--- Materials provided ---

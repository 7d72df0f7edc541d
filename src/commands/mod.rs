/*!
Command handlers for the CLI

This module provides command handlers invoked by the CLI entrypoint.

- `chat`     — Interactive chat loop
- `sessions` — Non-interactive session management

Failures inside the chat loop are reported and the loop keeps running;
only setup errors end the program.
*/

use crate::chat::{ChatOrchestrator, ChatState};
use crate::commands::special_commands::{parse_special_command, print_help, SpecialCommand};
use crate::config::Config;
use crate::error::{ChatError, Result};
use crate::providers::{create_provider, Provider};
use crate::session::SessionManager;
use crate::storage::SqliteStorage;
use colored::Colorize;
use std::sync::Arc;

// Special commands parser for the chat loop
pub mod special_commands;

// Session management commands
pub mod sessions;

/// Open the session store configured in `config`
pub fn open_storage(config: &Config) -> Result<SqliteStorage> {
    match &config.storage.db_path {
        Some(path) => SqliteStorage::new_with_path(path),
        None => SqliteStorage::new(),
    }
}

/// Print a non-fatal error
pub fn report(err: &anyhow::Error) {
    tracing::debug!("Action failed: {:?}", err);
    eprintln!("{}", format!("Error: {:#}", err).red());
}

// Chat command handler
pub mod chat {
    //! Interactive chat mode handler.
    //!
    //! Loads the session collection, creates the provider and runs a
    //! readline-based loop. Each line is either a special command or a
    //! prompt for the selected session.

    use super::*;
    use rustyline::error::ReadlineError;
    use rustyline::DefaultEditor;
    use std::io::Write;

    /// Start interactive chat mode
    ///
    /// # Arguments
    ///
    /// * `config` - Global configuration (consumed)
    /// * `session` - Optional session to select on start
    pub async fn run_chat(config: Config, session: Option<String>) -> Result<()> {
        tracing::info!("Starting interactive chat mode");

        let storage = open_storage(&config)?;
        tracing::info!("Using session database {}", storage.db_path().display());
        let (manager, skipped) = SessionManager::load_skipping_corrupt(storage)?;
        for err in skipped {
            report(&anyhow::Error::new(err));
        }
        let manager = manager.with_title_length(config.chat.title_length);
        sessions::warn_if_large(&manager, config.chat.large_session_warning);

        let provider: Arc<dyn Provider> = Arc::from(create_provider(&config.provider)?);
        let mut chat = ChatOrchestrator::new(manager, provider, config.provider.temperature)?;

        if let Some(key) = session.as_deref() {
            if let Err(e) = chat.sessions_mut().select(key) {
                report(&e);
            }
        }

        let mut rl = DefaultEditor::new()?;

        print_welcome_banner(&chat);

        loop {
            let prompt = format_prompt(&chat);
            match rl.readline(&prompt) {
                Ok(line) => {
                    let trimmed = line.trim();
                    if trimmed.is_empty() {
                        continue;
                    }
                    rl.add_history_entry(trimmed)?;

                    let command = match parse_special_command(trimmed) {
                        Ok(command) => command,
                        Err(e) => {
                            eprintln!("{}", e.to_string().red());
                            continue;
                        }
                    };

                    match command {
                        SpecialCommand::Exit => break,
                        SpecialCommand::None => send_prompt(&mut chat, &line).await,
                        other => handle_special_command(&mut chat, other),
                    }
                }
                Err(ReadlineError::Interrupted) => {
                    println!("CTRL-C");
                    break;
                }
                Err(ReadlineError::Eof) => {
                    println!("CTRL-D");
                    break;
                }
                Err(err) => {
                    tracing::error!("Readline error: {:?}", err);
                    break;
                }
            }
        }

        if let Err(e) = chat.sessions().save_all() {
            report(&e);
        }

        println!("Goodbye!");
        Ok(())
    }

    /// Stream a reply for `prompt`, printing tokens as they arrive
    async fn send_prompt(chat: &mut ChatOrchestrator, prompt: &str) {
        if chat.state() == ChatState::NoActiveSession {
            println!(
                "{}",
                "Please create (/new) or select (/select <n>) a chat session to start.".yellow()
            );
            return;
        }

        println!();
        let mut stdout = std::io::stdout();
        let result = chat
            .submit(prompt, |token| {
                let _ = write!(stdout, "{}", token);
                let _ = stdout.flush();
            })
            .await;
        println!("\n");

        match result {
            Ok(exchange) => {
                if let Some(name) = exchange.renamed_to {
                    println!("{}", format!("Session renamed to \"{}\"", name).dimmed());
                }
                if let Some(reason) = exchange.rename_error {
                    eprintln!("{}", format!("Error: could not rename session: {}", reason).red());
                }
            }
            Err(e) => report(&e),
        }
    }

    /// Apply a special command; errors are reported, never propagated
    pub fn handle_special_command(chat: &mut ChatOrchestrator, command: SpecialCommand) {
        let result: Result<()> = match command {
            SpecialCommand::NewSession => chat.sessions_mut().create().map(|session| {
                println!(
                    "{}",
                    format!("Started {} ({})", session.name, session.short_id()).green()
                );
            }),
            SpecialCommand::ListSessions => {
                sessions::print_session_table(chat.sessions());
                Ok(())
            }
            SpecialCommand::SelectSession(key) => {
                chat.sessions_mut().select(&key).map(|session| {
                    println!("{}", format!("Switched to {}", session.name).green());
                    sessions::print_transcript(session);
                })
            }
            SpecialCommand::RenameSession(name) => match chat.sessions().current_id() {
                Some(id) => {
                    let id = id.to_string();
                    chat.sessions_mut().rename(&id, &name).map(|applied| {
                        println!("{}", format!("Renamed to {}", applied).green());
                    })
                }
                None => Err(ChatError::NoActiveSession.into()),
            },
            SpecialCommand::DeleteSession(key) => {
                let key = key.or_else(|| chat.sessions().current_id().map(str::to_string));
                match key {
                    Some(key) => chat.sessions_mut().delete(&key).map(|removed| {
                        println!("{}", format!("Deleted {}", removed.name).green());
                    }),
                    None => Err(ChatError::NoActiveSession.into()),
                }
            }
            SpecialCommand::Temperature(None) => {
                println!("Temperature: {}", chat.temperature());
                Ok(())
            }
            SpecialCommand::Temperature(Some(value)) => {
                chat.set_temperature(value).map(|()| {
                    println!("{}", format!("Temperature set to {}", value).green());
                })
            }
            SpecialCommand::ShowHistory => match chat.sessions().current() {
                Some(session) => {
                    sessions::print_transcript(session);
                    Ok(())
                }
                None => Err(ChatError::NoActiveSession.into()),
            },
            SpecialCommand::ShowStatus => {
                print_status_display(chat);
                Ok(())
            }
            SpecialCommand::Help => {
                print_help();
                Ok(())
            }
            SpecialCommand::Exit | SpecialCommand::None => Ok(()),
        };

        if let Err(e) = result {
            report(&e);
        }
    }

    fn format_prompt(chat: &ChatOrchestrator) -> String {
        match chat.sessions().current() {
            Some(session) => format!("[{}] >> ", session.name.cyan()),
            None => format!("[{}] >> ", "no session".dimmed()),
        }
    }

    /// Display welcome banner at the start of interactive chat mode
    fn print_welcome_banner(chat: &ChatOrchestrator) {
        println!("\n╔══════════════════════════════════════════════════════════════╗");
        println!("║                 llamachat - Interactive Chat                 ║");
        println!("╚══════════════════════════════════════════════════════════════╝\n");
        println!("Model:       {}", chat.model().cyan());
        println!("Temperature: {}", chat.temperature());
        println!("Sessions:    {}\n", chat.sessions().len());
        if chat.state() == ChatState::NoActiveSession {
            println!("Use '/new' to start a conversation or '/sessions' to pick one.");
        }
        println!("Type '/help' for available commands, 'exit' to quit\n");
    }

    /// Display detailed status information about the current session
    fn print_status_display(chat: &ChatOrchestrator) {
        println!("\n╔══════════════════════════════════════════════════════════════╗");
        println!("║                        Session Status                        ║");
        println!("╚══════════════════════════════════════════════════════════════╝\n");
        println!("Model:             {}", chat.model());
        println!("Temperature:       {}", chat.temperature());
        println!(
            "Database:          {}",
            chat.sessions().storage().db_path().display()
        );
        println!("Stored Sessions:   {}", chat.sessions().len());
        match chat.sessions().current() {
            Some(session) => {
                println!("Current Session:   {} ({})", session.name, session.short_id());
                println!("Conversation Size: {} messages", session.messages.len());
            }
            None => println!("Current Session:   {}", "none".dimmed()),
        }
        println!();
    }
}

---

→ What you are asked to do
Reproduce the entries exactly, starting at their first line and stopping after the line with "let storage = open_storage(&config)?;".

→ Solution
repository 7d72df0f7edc541d
filename src/commands/mod.rs
/*!
Command handlers for the CLI

This module provides command handlers invoked by the CLI entrypoint.

- `chat`     — Interactive chat loop
- `sessions` — Non-interactive session management

Failures inside the chat loop are reported and the loop keeps running;
only setup errors end the program.
*/

use crate::chat::{ChatOrchestrator, ChatState};
use crate::commands::special_commands::{parse_special_command, print_help, SpecialCommand};
use crate::config::Config;
use crate::error::{ChatError, Result};
use crate::providers::{create_provider, Provider};
use crate::session::SessionManager;
use crate::storage::SqliteStorage;
use colored::Colorize;
use std::sync::Arc;

// Special commands parser for the chat loop
pub mod special_commands;

// Session management commands
pub mod sessions;

/// Open the session store configured in `config`
pub fn open_storage(config: &Config) -> Result<SqliteStorage> {
    match &config.storage.db_path {
        Some(path) => SqliteStorage::new_with_path(path),
        None => SqliteStorage::new(),
    }
}

/// Print a non-fatal error
pub fn report(err: &anyhow::Error) {
    tracing::debug!("Action failed: {:?}", err);
    eprintln!("{}", format!("Error: {:#}", err).red());
}

// Chat command handler
pub mod chat {
    //! Interactive chat mode handler.
    //!
    //! Loads the session collection, creates the provider and runs a
    //! readline-based loop. Each line is either a special command or a
    //! prompt for the selected session.

    use super::*;
    use rustyline::error::ReadlineError;
    use rustyline::DefaultEditor;
    use std::io::Write;

    /// Start interactive chat mode
    ///
    /// # Arguments
    ///
    /// * `config` - Global configuration (consumed)
    /// * `session` - Optional session to select on start
    pub async fn run_chat(config: Config, session: Option<String>) -> Result<()> {
        tracing::info!("Starting interactive chat mode");

        let storage = open_storage(&config)?;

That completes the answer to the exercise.